SpotTarget: Rethinking the effect of target edges for link prediction in graph neural networks

Graph Neural Networks (GNNs) have demonstrated promising outcomes across various tasks, including node classification and link prediction. Despite their remarkable success in various high-impact applications, we have identified three common pitfalls in message passing for link prediction, especially within industrial settings. Particularly, in prevalent GNN frameworks (e.g., DGL and PyTorchGeometric), the target edges (i.e., the edges being predicted) consistently exist as message passing edges in the graph during training. Consequently, this results in overfitting and distribution shift, both of which adversely impact the generalizability to test the target edges. Additionally, during test time, the failure to exclude the test target edges leads to implicit test leakage caused by neighborhood aggregation. In this paper, we analyze these three pitfalls and investigate the impact of including or excluding target edges on the performance of nodes with varying degrees during training and test phases. Our theoretical and empirical analysis demonstrates that low-degree nodes are more susceptible to these pitfalls. These pitfalls can have detrimental consequences when GNNs are implemented in production systems. To systematically address these pitfalls, we propose SpotTarget, an effective and efficient GNN training framework.
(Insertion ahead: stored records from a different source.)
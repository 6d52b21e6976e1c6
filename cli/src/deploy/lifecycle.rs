//! Deployment record lifecycle
//!
//! Owns the single deployment record of a run. Creation is fatal on failure;
//! phase, version and activation updates are best effort; the failure report
//! runs detached from the operation so it still lands after a cancellation.

use std::sync::atomic::{AtomicU8, Ordering};
use std::sync::Arc;
use std::time::Duration;

use async_trait::async_trait;
use deploy_api::models::{
    CreateDeploymentRequest, CreateDeploymentResponse, DeploymentPhase, DeploymentStatus, GitInfo,
    PENDING_BUILD_VERSION,
};
use tokio::sync::Mutex;
use tracing::{debug, error, info, warn};

use crate::errors::CliError;

/// Remote store of deployment records
#[async_trait]
pub trait DeploymentStore: Send + Sync {
    async fn create(&self, request: CreateDeploymentRequest) -> Result<CreateDeploymentResponse, CliError>;

    async fn update_phase(&self, id: &str, phase: DeploymentPhase) -> Result<(), CliError>;

    async fn update_app_version(&self, id: &str, version: &str) -> Result<(), CliError>;

    async fn update_status(
        &self,
        id: &str,
        status: DeploymentStatus,
        error_message: Option<&str>,
    ) -> Result<(), CliError>;

    async fn update_failed(&self, id: &str, error_message: &str, build_logs: &str) -> Result<(), CliError>;
}

const TERMINAL_NONE: u8 = 0;
const TERMINAL_ACTIVE: u8 = 1;
const TERMINAL_FAILED: u8 = 2;

/// Handle on the deployment record of the current run
#[derive(Clone)]
pub struct LifecycleManager {
    inner: Arc<Inner>,
}

struct Inner {
    store: Arc<dyn DeploymentStore>,
    id: String,
    // last phase written; the lock also orders concurrent writes
    phase: Mutex<Option<DeploymentPhase>>,
    terminal: AtomicU8,
    failure_report_timeout: Duration,
}

impl LifecycleManager {
    /// Create the record with the pending version placeholder
    pub async fn create(
        store: Arc<dyn DeploymentStore>,
        app_name: &str,
        cluster_id: &str,
        git_info: Option<GitInfo>,
        failure_report_timeout: Duration,
    ) -> Result<Self, CliError> {
        let request = CreateDeploymentRequest {
            app_name: app_name.to_string(),
            cluster_id: cluster_id.to_string(),
            app_version_id: PENDING_BUILD_VERSION.to_string(),
            git_info,
        };

        let response = store.create(request).await?;
        if let Some(lock) = response.lock_info {
            return Err(CliError::DeploymentBlocked(lock));
        }
        if let Some(err) = response.error.filter(|e| !e.is_empty()) {
            return Err(CliError::StoreError(err));
        }
        let record = response
            .deployment
            .ok_or_else(|| CliError::StoreError("no deployment record returned".to_string()))?;

        info!(deployment_id = %record.id, app = %app_name, "deployment record created");

        Ok(Self {
            inner: Arc::new(Inner {
                store,
                id: record.id,
                phase: Mutex::new(None),
                terminal: AtomicU8::new(TERMINAL_NONE),
                failure_report_timeout,
            }),
        })
    }

    pub fn id(&self) -> &str {
        &self.inner.id
    }

    /// Terminal status reached by this run, if any
    pub fn terminal_status(&self) -> Option<DeploymentStatus> {
        match self.inner.terminal.load(Ordering::SeqCst) {
            TERMINAL_ACTIVE => Some(DeploymentStatus::Active),
            TERMINAL_FAILED => Some(DeploymentStatus::Failed),
            _ => None,
        }
    }

    /// Move the advisory phase forward. Backward or repeated requests are
    /// ignored; store errors are logged.
    pub async fn advance_phase(&self, phase: DeploymentPhase) {
        let mut current = self.inner.phase.lock().await;
        if current.is_some_and(|c| c >= phase) {
            debug!(%phase, "phase already reached, skipping update");
            return;
        }
        match self.inner.store.update_phase(&self.inner.id, phase).await {
            Ok(()) => debug!(deployment_id = %self.inner.id, %phase, "phase updated"),
            Err(e) => error!(deployment_id = %self.inner.id, %phase, "failed to update deployment phase: {}", e),
        }
        *current = Some(phase);
    }

    /// Replace the version placeholder. Store errors are logged.
    pub async fn attach_version(&self, version: &str) {
        if let Err(e) = self.inner.store.update_app_version(&self.inner.id, version).await {
            error!(deployment_id = %self.inner.id, version, "failed to update deployment app version: {}", e);
        }
    }

    /// Record success. Has no effect once a terminal status was recorded.
    pub async fn mark_active(&self) -> bool {
        if !self.claim_terminal(TERMINAL_ACTIVE) {
            return false;
        }
        if let Err(e) = self
            .inner
            .store
            .update_status(&self.inner.id, DeploymentStatus::Active, None)
            .await
        {
            error!(deployment_id = %self.inner.id, "failed to mark deployment active: {}", e);
        }
        true
    }

    /// Record failure with the build output.
    ///
    /// Runs on its own task under its own deadline, so it completes even
    /// when the operation that triggered it was cancelled. When `logs` is
    /// empty the collected build errors are reported instead. Has no effect
    /// once a terminal status was recorded.
    pub async fn mark_failed(&self, message: &str, logs: &[String], errors: &[String]) -> bool {
        if !self.claim_terminal(TERMINAL_FAILED) {
            return false;
        }

        let build_logs = if logs.is_empty() {
            errors.join("\n")
        } else {
            logs.join("\n")
        };
        let inner = self.inner.clone();
        let message = message.to_string();

        let report = tokio::spawn(async move {
            let deadline = inner.failure_report_timeout;
            let write = async {
                match inner.store.update_failed(&inner.id, &message, &build_logs).await {
                    Ok(()) => Ok(()),
                    Err(e) => {
                        warn!(deployment_id = %inner.id, "failed to record failure details, falling back to status update: {}", e);
                        inner
                            .store
                            .update_status(&inner.id, DeploymentStatus::Failed, Some(&message))
                            .await
                    }
                }
            };
            match tokio::time::timeout(deadline, write).await {
                Ok(Ok(())) => info!(deployment_id = %inner.id, "deployment marked failed"),
                Ok(Err(e)) => error!(deployment_id = %inner.id, "failed to mark deployment failed: {}", e),
                Err(_) => error!(deployment_id = %inner.id, ?deadline, "timed out marking deployment failed"),
            }
        });

        if let Err(e) = report.await {
            error!(deployment_id = %self.inner.id, "failure report task aborted: {}", e);
        }
        true
    }

    fn claim_terminal(&self, status: u8) -> bool {
        match self.inner.terminal.compare_exchange(
            TERMINAL_NONE,
            status,
            Ordering::SeqCst,
            Ordering::SeqCst,
        ) {
            Ok(_) => true,
            Err(existing) => {
                warn!(
                    deployment_id = %self.inner.id,
                    existing, requested = status,
                    "deployment already has a terminal status, ignoring"
                );
                false
            }
        }
    }
}

impl std::fmt::Debug for LifecycleManager {
    fn fmt(&self, f: &mut std::fmt::Formatter<'_>) -> std::fmt::Result {
        f.debug_struct("LifecycleManager")
            .field("id", &self.inner.id)
            .field("terminal", &self.terminal_status())
            .finish()
    }
}
//! deployctl library
//!
//! Deploy orchestration, live progress presentation and the cluster API
//! transports behind the `deployctl` command.

pub mod app;
pub mod deploy;
pub mod errors;
pub mod filesys;
pub mod http;
pub mod logs;
pub mod progress;
pub mod storage;
pub mod utils;
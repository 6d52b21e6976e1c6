//! Error types for deployctl

use std::time::Duration;

use deploy_api::models::LockInfo;
use thiserror::Error;

/// Main error type for deployctl
#[derive(Error, Debug)]
pub enum CliError {
    #[error("IO error: {0}")]
    IoError(#[from] std::io::Error),

    #[error("JSON error: {0}")]
    JsonError(#[from] serde_json::Error),

    #[error("HTTP error: {0}")]
    HttpError(#[from] reqwest::Error),

    #[error("Configuration error: {0}")]
    ConfigError(String),

    #[error("Deployment store error: {0}")]
    StoreError(String),

    #[error("deployment blocked by {}", .0.blocking_deployment_id)]
    DeploymentBlocked(LockInfo),

    #[error("deploy gate check failed: {reason}")]
    GateRejected { reason: String, remedy: String },

    #[error("Archive error: {0}")]
    ArchiveError(String),

    #[error("Transport error: {0}")]
    TransportError(String),

    #[error("Build failed: {}", .errors.join("; "))]
    BuildFailed { errors: Vec<String>, logs: Vec<String> },

    #[error("build failed: no version returned")]
    MissingVersion,

    #[error("Deploy cancelled by user")]
    Cancelled,

    #[error("Buildkit startup timeout after {0:?}")]
    StallTimeout(Duration),

    #[error("Render error: {0}")]
    RenderError(String),

    #[error("Internal error: {0}")]
    Internal(String),
}

impl CliError {
    /// Process exit code for this error
    pub fn exit_code(&self) -> i32 {
        match self {
            CliError::Cancelled => 130,
            _ => 1,
        }
    }
}

impl From<anyhow::Error> for CliError {
    fn from(err: anyhow::Error) -> Self {
        CliError::Internal(err.to_string())
    }
}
During training, SpotTarget leverages our insight regarding low-degree nodes and excludes train target edges connected to at least one low-degree node. During test time, it emulates real-world scenarios of GNN usage in production and excludes all test target edges. Our experiments conducted on diverse real-world datasets, demonstrate that SpotTarget significantly enhances GNNs, achieving up to a 15× increase in accuracy in sparse graphs. Furthermore, SpotTarget consistently and dramatically improves the performance for low-degree nodes in dense graphs.